• TASK INSTRUCTIONS: Check each line of the data below for the string "drawing", then report how many lines have it and nothing else.

[[ GIVEN RECORDS, beginning ]]

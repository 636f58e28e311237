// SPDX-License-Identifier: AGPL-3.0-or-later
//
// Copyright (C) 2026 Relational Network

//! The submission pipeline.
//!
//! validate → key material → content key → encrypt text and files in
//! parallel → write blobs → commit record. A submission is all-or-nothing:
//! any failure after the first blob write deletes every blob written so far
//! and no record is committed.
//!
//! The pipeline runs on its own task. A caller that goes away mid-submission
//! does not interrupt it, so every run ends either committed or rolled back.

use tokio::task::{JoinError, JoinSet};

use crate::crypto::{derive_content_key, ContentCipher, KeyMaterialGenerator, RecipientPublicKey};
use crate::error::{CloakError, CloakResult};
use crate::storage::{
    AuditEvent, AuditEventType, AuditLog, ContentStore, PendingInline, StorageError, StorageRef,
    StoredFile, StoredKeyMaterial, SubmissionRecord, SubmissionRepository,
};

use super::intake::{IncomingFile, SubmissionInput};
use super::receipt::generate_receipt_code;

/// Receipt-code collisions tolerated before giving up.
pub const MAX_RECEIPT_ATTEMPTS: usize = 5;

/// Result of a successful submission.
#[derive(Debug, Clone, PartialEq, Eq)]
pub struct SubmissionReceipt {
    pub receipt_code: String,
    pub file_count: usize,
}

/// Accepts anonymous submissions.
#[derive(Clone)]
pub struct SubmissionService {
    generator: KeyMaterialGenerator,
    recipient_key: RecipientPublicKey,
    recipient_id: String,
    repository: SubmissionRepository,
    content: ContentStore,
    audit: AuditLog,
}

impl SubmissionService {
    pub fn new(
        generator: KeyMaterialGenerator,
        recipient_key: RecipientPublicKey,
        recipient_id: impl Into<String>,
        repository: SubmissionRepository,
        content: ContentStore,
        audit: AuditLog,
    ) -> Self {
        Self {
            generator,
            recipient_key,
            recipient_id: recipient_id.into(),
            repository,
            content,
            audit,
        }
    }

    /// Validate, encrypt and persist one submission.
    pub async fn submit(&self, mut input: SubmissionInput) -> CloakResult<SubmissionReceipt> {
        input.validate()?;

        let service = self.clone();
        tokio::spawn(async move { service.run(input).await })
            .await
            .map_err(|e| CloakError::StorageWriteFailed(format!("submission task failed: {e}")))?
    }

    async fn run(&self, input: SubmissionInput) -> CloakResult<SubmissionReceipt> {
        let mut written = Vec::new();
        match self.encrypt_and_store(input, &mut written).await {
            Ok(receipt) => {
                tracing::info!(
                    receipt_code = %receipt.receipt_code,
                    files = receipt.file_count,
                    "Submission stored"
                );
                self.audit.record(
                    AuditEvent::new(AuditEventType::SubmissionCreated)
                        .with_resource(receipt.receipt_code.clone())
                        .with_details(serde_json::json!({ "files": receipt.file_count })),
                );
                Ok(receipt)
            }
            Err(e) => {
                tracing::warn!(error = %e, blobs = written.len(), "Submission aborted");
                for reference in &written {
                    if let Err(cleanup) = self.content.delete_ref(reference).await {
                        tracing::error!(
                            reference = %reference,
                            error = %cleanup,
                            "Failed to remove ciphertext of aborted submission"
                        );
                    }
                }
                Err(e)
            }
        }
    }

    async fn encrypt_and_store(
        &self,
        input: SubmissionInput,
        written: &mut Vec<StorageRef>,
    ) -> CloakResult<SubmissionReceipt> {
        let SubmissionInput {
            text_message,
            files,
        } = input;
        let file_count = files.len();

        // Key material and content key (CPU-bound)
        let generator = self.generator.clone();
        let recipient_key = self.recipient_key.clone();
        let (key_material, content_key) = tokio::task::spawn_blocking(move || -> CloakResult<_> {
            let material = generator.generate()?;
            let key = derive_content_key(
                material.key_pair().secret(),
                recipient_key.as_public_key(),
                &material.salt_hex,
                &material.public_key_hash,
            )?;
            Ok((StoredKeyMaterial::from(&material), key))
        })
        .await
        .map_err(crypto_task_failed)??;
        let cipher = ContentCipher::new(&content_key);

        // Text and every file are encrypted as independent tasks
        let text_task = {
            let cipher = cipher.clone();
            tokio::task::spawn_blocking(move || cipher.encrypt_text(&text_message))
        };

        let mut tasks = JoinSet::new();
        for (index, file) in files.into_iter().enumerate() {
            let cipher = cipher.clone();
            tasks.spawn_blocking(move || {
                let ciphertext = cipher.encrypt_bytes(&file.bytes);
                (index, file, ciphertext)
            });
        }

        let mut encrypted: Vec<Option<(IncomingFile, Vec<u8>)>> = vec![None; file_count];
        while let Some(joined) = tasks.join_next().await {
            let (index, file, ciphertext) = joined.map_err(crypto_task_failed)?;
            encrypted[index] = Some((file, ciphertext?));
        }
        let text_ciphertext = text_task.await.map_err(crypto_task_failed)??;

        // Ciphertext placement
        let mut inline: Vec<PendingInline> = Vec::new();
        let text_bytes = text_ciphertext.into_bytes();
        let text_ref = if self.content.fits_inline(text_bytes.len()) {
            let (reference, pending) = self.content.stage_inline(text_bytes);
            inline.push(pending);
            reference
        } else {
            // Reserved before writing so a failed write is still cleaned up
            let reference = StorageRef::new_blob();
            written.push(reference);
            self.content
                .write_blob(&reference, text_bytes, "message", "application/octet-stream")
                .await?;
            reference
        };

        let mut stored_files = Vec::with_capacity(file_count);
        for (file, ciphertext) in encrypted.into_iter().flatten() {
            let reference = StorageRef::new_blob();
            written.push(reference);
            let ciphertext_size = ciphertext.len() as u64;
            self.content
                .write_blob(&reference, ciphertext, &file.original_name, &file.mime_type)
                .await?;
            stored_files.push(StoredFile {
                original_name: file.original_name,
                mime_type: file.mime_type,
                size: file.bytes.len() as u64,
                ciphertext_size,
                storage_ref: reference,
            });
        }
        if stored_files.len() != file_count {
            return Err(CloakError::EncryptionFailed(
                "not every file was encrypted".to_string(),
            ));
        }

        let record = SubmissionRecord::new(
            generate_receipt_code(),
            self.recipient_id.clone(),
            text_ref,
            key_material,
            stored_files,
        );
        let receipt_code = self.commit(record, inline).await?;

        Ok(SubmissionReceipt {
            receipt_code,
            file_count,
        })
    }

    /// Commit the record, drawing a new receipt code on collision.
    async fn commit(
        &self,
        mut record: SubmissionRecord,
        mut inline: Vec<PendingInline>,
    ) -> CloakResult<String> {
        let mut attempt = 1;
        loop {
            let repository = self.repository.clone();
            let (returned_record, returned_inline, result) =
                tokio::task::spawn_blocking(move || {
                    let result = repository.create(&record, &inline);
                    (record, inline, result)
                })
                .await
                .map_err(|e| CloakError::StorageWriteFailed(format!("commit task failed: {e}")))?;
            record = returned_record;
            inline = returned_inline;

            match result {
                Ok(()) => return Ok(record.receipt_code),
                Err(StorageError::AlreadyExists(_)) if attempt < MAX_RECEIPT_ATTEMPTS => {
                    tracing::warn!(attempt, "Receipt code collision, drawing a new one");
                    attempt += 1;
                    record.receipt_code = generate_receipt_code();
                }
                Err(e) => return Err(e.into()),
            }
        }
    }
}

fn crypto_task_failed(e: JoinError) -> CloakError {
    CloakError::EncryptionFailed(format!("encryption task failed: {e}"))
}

[[ GIVEN RECORDS, end ]]

• WRITTEN RESPONSE: 2